Наконец, в пятом часу черной декабрьской ночи, он поднялся, чтобы уйти. Его качало, и стало страшно, что он валится на дороге и никуда не дойдет. Мы с Липкиным решили пойти с ним и довести его до его дачи. Едва мы вышли за калитку, как пришлось взять его под руки. Он становился все беспомощнее, засыпал на ходу, и мы тащили его на себе, изнемогая от тяжести, потому что он был велик и грузен. Мы переговаривались с Липкиным, говоря о нем в третьем лице, потому что было ясно, что он нас не слышит и не понимает. Так мы протащили его метров триста, но едва свернули за угол на дорогу, ведущую к его даче, как он вдруг ожил. Ноги его окрепли, он вырвал руки и объявил, что дальше пойдет один. Мы ни за что не хотели бросать его на полдороге в таком состоянии и настаивали, что доведем его до дверей. Но он остановился и упорно, даже с ожесточением гнал нас. Мы не привыкли спорить с начальством, да, кроме того, и сами были пьяны и очень устали. Попрощавшись, мы разошлись.
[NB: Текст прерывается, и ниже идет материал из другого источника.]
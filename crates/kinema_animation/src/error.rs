//! Animation error types

use thiserror::Error;

/// Errors raised by descriptors and the scheduler
#[derive(Error, Debug, Clone, PartialEq)]
pub enum AnimationError {
    /// Descriptor cannot be played (non-finite target, zero-length repeat, ...)
    #[error("Invalid animation descriptor: {0}")]
    InvalidDescriptor(String),

    /// A full drain was requested while work that never finishes is pending
    #[error(
        "Cannot run all timers: {infinite_values} infinitely repeating animation(s) and \
         {frame_callbacks} active frame callback(s) never finish; advance by a bounded duration instead"
    )]
    UnboundedDrain {
        infinite_values: usize,
        frame_callbacks: usize,
    },

    /// The scheduler that owns a shared value has been dropped
    #[error("Animation scheduler has been dropped")]
    SchedulerDropped,

    /// A shared value was read or written with its own accessors from
    /// inside a derived style, where the reactive graph is already borrowed
    #[error(
        "Shared value {0} accessed with get/set inside an animated style; \
         read it through the style scope instead"
    )]
    InsideDerived(u64),

    /// The shared value's slot no longer exists
    #[error("Shared value {0} no longer exists")]
    ValueNotFound(u64),
}

/// Result type for animation operations
pub type Result<T> = std::result::Result<T, AnimationError>;
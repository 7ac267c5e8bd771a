//! Interaction event types
//!
//! Events are identified by a small integer type so handlers can be stored
//! in flat maps on elements.

/// Event type identifier
pub type EventType = u32;

/// Built-in event types
pub mod event_types {
    use super::EventType;

    /// A completed press (pointer down + up on the same element)
    pub const PRESS: EventType = 1;
    /// Pointer went down on the element
    pub const PRESS_IN: EventType = 2;
    /// Pointer was released or left the element
    pub const PRESS_OUT: EventType = 3;
    /// Press held past the long-press threshold
    pub const LONG_PRESS: EventType = 4;
}

/// Human-readable name of an event type
pub fn event_name(event: EventType) -> &'static str {
    match event {
        event_types::PRESS => "press",
        event_types::PRESS_IN => "pressIn",
        event_types::PRESS_OUT => "pressOut",
        event_types::LONG_PRESS => "longPress",
        _ => "unknown",
    }
}

/// Parse an event name as written in scenario files
pub fn parse_event_name(name: &str) -> Option<EventType> {
    match name {
        "press" => Some(event_types::PRESS),
        "pressIn" | "press_in" => Some(event_types::PRESS_IN),
        "pressOut" | "press_out" => Some(event_types::PRESS_OUT),
        "longPress" | "long_press" => Some(event_types::LONG_PRESS),
        _ => None,
    }
}

#[cfg(test)]
mod tests {
    use super::*;

    #[test]
    fn test_names_round_trip() {
        for event in [
            event_types::PRESS,
            event_types::PRESS_IN,
            event_types::PRESS_OUT,
            event_types::LONG_PRESS,
        ] {
            assert_eq!(parse_event_name(event_name(event)), Some(event));
        }
        assert_eq!(parse_event_name("swipe"), None);
    }
}
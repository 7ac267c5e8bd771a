//! Components exercised by the built-in suites and scenario files
//!
//! Each renders a `view` test id whose width starts at 100, and a `button`
//! test id that grows it by 50 when pressed, either directly or over 500ms.

use kinema_animation::{with_repeat, with_timing, SharedValue, TimingConfig};
use kinema_core::style;
use kinema_layout::prelude::*;

/// A renderable component
pub type Component = fn(&mut MountContext<'_>) -> Element;

pub const VIEW: &str = "view";
pub const BUTTON: &str = "button";

/// Duration of the timed grow animation
pub const GROW_MS: u64 = 500;

fn grow_on_press(width: &SharedValue, timed: bool) -> impl Fn(&EventContext) + 'static {
    let width = width.clone();
    move |_| {
        let target = width.get() + 50.0;
        if timed {
            width.animate(with_timing(target, TimingConfig::duration_ms(GROW_MS)));
        } else {
            width.set(target);
        }
    }
}

fn screen(animated: Element, width: &SharedValue, timed: bool) -> Element {
    view()
        .style(style! { "flex" => 1.0, "alignItems" => "center" })
        .child(animated.test_id(VIEW))
        .child(
            button("Click me")
                .test_id(BUTTON)
                .on_press(grow_on_press(width, timed)),
        )
}

fn inline(cx: &mut MountContext<'_>, timed: bool) -> Element {
    let width = cx.use_shared_value(100.0);
    let animated = animated_view()
        .bind("width", &width)
        .style(style! { "height" => 100.0, "backgroundColor" => "violet" });
    screen(animated, &width, timed)
}

fn derived_style(cx: &mut MountContext<'_>, timed: bool) -> Element {
    let width = cx.use_shared_value(100.0);
    let tracked = width.clone();
    let animated_style = cx.use_animated_style(move |s| style! { "width" => s.get(&tracked) });
    screen(animated_view().animated_style(animated_style), &width, timed)
}

fn derived_props(cx: &mut MountContext<'_>, timed: bool) -> Element {
    let width = cx.use_shared_value(100.0);
    let tracked = width.clone();
    let animated_props = cx.use_animated_props(move |s| {
        style! { "style" => style! { "width" => s.get(&tracked) } }
    });
    screen(animated_view().animated_props(animated_props), &width, timed)
}

/// Width bound straight into the style, set on press
pub fn inline_style(cx: &mut MountContext<'_>) -> Element {
    inline(cx, false)
}

/// Width bound straight into the style, animated over 500ms on press
pub fn inline_style_timing(cx: &mut MountContext<'_>) -> Element {
    inline(cx, true)
}

/// Width read by an animated style, set on press
pub fn animated_style(cx: &mut MountContext<'_>) -> Element {
    derived_style(cx, false)
}

/// Width read by an animated style, animated over 500ms on press
pub fn animated_style_timing(cx: &mut MountContext<'_>) -> Element {
    derived_style(cx, true)
}

/// Width read by animated props under `style`, set on press
pub fn animated_props(cx: &mut MountContext<'_>) -> Element {
    derived_props(cx, false)
}

/// Width read by animated props under `style`, animated over 500ms on press
pub fn animated_props_timing(cx: &mut MountContext<'_>) -> Element {
    derived_props(cx, true)
}

/// translateX starts at 100 and swings to -100 and back every 500ms, forever
pub fn ping_pong(cx: &mut MountContext<'_>) -> Element {
    let offset = cx.use_shared_value(100.0);
    let tracked = offset.clone();
    let animated_style = cx.use_animated_style(move |s| style! { "translateX" => s.get(&tracked) });

    let start = offset.clone();
    cx.on_mount(move || {
        start.animate(with_repeat(
            with_timing(-start.get(), TimingConfig::duration_ms(500)),
            -1,
            true,
        ));
    });

    view().child(animated_view().test_id(VIEW).animated_style(animated_style))
}

/// Every built-in component by name
pub fn all() -> Vec<(&'static str, Component)> {
    vec![
        ("inline_style", inline_style as Component),
        ("inline_style_timing", inline_style_timing),
        ("animated_style", animated_style),
        ("animated_style_timing", animated_style_timing),
        ("animated_props", animated_props),
        ("animated_props_timing", animated_props_timing),
        ("ping_pong", ping_pong),
    ]
}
Прошло два дня, мы сидели с женой и детьми за ужином, как вдруг к нам постучали. Я вышел на крыльцо и увидел жену Фадеева А. О. Степанову и ее сестру. С величайшим изумлением я узнал от них, что Фадеев до сих пор домой не вернулся. Они искали его по переделкинским дачам и зашли к нам, потому что слышали, что он был у нас. Они были убеждены, что он у нас до сих пор, и не верили мне, когда я утверждал, что не видел его уже два дня. Они думали, что я прячу его, и я предложил им обыскать нашу дачу, чтобы убедиться. От этого они уклонились, и мне показалось, что Степанова не слишком встревожена,— по-видимому, она попривыкла к подобным происшествиям.
Через несколько дней как-то утром я встретил Фадеева на одной из переделкинских тропинок. Он был свеж, статен, подтянут, весел, высоко нес гордую голову. Остановив меня, он стал расспрашивать о романе, который я тогда писал.
— Какая радость — писать роман! — сказал он.— Месяцами, годами живешь с одними и теми же героями, ждешь, что они сделают дальше, а делают они всегда неожиданное.
В разговорах со мной — и с многими другими — он часто жаловался, что должность генерального секретаря Союза писателей и члена ЦК партии мешает ему писать. Он даже, казалось, завидовал тому, что я, при всем моем житейском неблагополучии, сижу и пишу. Я знал, что жалуется он совершенно искренне, но знал также, что отрава власти, могущества, первенства сидит в нем настолько сильно, что у него никогда не хватит духа от нее отказаться. Знал я и то, что власть его иллюзорна, что для того, чтобы не потерять ее, он должен беспрестанно угадывать волю вышестоящих и выполнять ее наперекор всему, не останавливаясь перед любой несправедливостью.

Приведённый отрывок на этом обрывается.